(Extracted data entries)
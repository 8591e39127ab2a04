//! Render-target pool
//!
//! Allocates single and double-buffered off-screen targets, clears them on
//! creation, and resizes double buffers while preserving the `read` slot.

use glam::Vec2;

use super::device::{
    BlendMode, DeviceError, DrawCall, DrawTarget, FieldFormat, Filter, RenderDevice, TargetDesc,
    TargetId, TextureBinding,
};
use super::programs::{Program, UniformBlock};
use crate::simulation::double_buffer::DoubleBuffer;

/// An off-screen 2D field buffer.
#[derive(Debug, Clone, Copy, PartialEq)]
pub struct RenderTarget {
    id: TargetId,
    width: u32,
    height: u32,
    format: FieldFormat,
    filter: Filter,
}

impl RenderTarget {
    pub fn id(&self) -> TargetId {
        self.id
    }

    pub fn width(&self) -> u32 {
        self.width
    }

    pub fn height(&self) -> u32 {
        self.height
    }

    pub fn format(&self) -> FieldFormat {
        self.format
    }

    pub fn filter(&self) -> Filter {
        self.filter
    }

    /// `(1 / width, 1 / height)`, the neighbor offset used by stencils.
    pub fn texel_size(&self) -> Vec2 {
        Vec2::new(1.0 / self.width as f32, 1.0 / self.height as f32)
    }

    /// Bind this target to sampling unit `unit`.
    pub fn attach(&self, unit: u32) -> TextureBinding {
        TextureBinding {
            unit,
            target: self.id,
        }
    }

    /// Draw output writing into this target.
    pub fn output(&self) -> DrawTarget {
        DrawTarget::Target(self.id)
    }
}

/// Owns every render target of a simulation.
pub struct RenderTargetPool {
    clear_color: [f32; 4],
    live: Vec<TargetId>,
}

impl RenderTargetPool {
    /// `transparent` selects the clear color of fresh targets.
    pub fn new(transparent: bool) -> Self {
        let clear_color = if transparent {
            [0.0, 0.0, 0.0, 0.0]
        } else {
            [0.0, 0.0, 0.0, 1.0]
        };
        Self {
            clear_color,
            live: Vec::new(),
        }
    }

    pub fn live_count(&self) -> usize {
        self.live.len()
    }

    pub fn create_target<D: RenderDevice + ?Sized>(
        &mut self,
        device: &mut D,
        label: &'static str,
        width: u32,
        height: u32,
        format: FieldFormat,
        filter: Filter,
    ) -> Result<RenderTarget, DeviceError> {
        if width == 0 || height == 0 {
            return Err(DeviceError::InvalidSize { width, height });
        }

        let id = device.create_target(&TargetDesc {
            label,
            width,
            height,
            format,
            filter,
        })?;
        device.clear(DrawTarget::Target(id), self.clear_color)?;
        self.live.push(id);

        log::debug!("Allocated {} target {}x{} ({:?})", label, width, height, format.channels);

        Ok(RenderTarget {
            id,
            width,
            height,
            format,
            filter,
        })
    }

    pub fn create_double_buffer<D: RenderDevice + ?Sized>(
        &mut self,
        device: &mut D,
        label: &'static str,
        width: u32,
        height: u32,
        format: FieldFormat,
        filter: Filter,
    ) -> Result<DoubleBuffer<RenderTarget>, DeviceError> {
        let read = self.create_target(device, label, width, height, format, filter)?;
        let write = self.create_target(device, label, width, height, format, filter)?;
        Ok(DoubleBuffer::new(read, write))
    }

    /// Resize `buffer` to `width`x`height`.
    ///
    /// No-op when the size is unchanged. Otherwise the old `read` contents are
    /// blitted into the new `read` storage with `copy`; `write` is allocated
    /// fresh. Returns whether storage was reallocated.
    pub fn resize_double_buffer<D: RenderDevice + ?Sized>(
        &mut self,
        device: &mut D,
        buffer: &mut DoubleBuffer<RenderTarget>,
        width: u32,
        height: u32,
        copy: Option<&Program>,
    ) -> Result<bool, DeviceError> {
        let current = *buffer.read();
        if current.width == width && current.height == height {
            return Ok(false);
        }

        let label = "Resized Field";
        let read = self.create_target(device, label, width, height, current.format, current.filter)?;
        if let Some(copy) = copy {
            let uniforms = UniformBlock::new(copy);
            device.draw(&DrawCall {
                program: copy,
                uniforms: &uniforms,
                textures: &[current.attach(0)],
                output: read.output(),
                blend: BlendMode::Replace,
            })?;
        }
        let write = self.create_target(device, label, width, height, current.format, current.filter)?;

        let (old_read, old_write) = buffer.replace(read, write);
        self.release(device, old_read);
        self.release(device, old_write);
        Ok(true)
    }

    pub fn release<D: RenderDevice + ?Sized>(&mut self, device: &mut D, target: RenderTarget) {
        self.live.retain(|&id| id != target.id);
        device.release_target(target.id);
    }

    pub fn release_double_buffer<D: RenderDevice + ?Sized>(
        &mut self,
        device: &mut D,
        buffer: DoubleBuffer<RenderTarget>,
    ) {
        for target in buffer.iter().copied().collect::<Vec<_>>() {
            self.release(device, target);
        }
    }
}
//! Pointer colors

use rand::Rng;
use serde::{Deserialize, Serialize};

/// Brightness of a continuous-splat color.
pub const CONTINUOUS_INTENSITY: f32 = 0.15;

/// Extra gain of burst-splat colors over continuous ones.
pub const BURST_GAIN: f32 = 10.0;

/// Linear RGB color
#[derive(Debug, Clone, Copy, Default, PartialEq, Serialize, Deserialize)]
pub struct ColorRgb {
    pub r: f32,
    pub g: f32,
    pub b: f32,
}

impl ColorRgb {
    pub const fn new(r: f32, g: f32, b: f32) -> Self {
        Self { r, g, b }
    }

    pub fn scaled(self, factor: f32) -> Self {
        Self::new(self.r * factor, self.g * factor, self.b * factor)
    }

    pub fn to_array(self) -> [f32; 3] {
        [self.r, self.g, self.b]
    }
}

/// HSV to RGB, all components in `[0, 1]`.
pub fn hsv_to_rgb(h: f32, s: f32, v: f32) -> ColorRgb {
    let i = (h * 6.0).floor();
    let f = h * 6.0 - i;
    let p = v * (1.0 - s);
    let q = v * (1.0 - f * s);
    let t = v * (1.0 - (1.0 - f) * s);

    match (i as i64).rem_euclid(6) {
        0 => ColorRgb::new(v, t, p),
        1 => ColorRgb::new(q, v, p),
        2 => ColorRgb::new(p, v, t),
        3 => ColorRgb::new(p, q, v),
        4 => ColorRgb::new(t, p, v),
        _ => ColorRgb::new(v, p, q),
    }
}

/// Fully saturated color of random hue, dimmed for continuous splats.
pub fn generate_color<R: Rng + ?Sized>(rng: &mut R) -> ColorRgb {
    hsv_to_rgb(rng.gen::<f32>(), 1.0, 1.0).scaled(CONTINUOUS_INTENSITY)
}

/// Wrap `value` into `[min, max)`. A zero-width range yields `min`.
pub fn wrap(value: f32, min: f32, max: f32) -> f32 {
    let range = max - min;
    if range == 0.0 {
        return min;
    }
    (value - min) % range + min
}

| TASK REQUIREMENTS |
Starting at the line above that holds "-> Result<RenderTarget, DeviceError>" and ending at the line that holds "if current.width == width", transcribe each line exactly and include no other lines.

| RESPONSE TO THIS TASK |
    ) -> Result<RenderTarget, DeviceError> {
        if width == 0 || height == 0 {
            return Err(DeviceError::InvalidSize { width, height });
        }

        let id = device.create_target(&TargetDesc {
            label,
            width,
            height,
            format,
            filter,
        })?;
        device.clear(DrawTarget::Target(id), self.clear_color)?;
        self.live.push(id);

        log::debug!("Allocated {} target {}x{} ({:?})", label, width, height, format.channels);

        Ok(RenderTarget {
            id,
            width,
            height,
            format,
            filter,
        })
    }

    pub fn create_double_buffer<D: RenderDevice + ?Sized>(
        &mut self,
        device: &mut D,
        label: &'static str,
        width: u32,
        height: u32,
        format: FieldFormat,
        filter: Filter,
    ) -> Result<DoubleBuffer<RenderTarget>, DeviceError> {
        let read = self.create_target(device, label, width, height, format, filter)?;
        let write = self.create_target(device, label, width, height, format, filter)?;
        Ok(DoubleBuffer::new(read, write))
    }

    /// Resize `buffer` to `width`x`height`.
    ///
    /// No-op when the size is unchanged. Otherwise the old `read` contents are
    /// blitted into the new `read` storage with `copy`; `write` is allocated
    /// fresh. Returns whether storage was reallocated.
    pub fn resize_double_buffer<D: RenderDevice + ?Sized>(
        &mut self,
        device: &mut D,
        buffer: &mut DoubleBuffer<RenderTarget>,
        width: u32,
        height: u32,
        copy: Option<&Program>,
    ) -> Result<bool, DeviceError> {
        let current = *buffer.read();
        if current.width == width && current.height == height {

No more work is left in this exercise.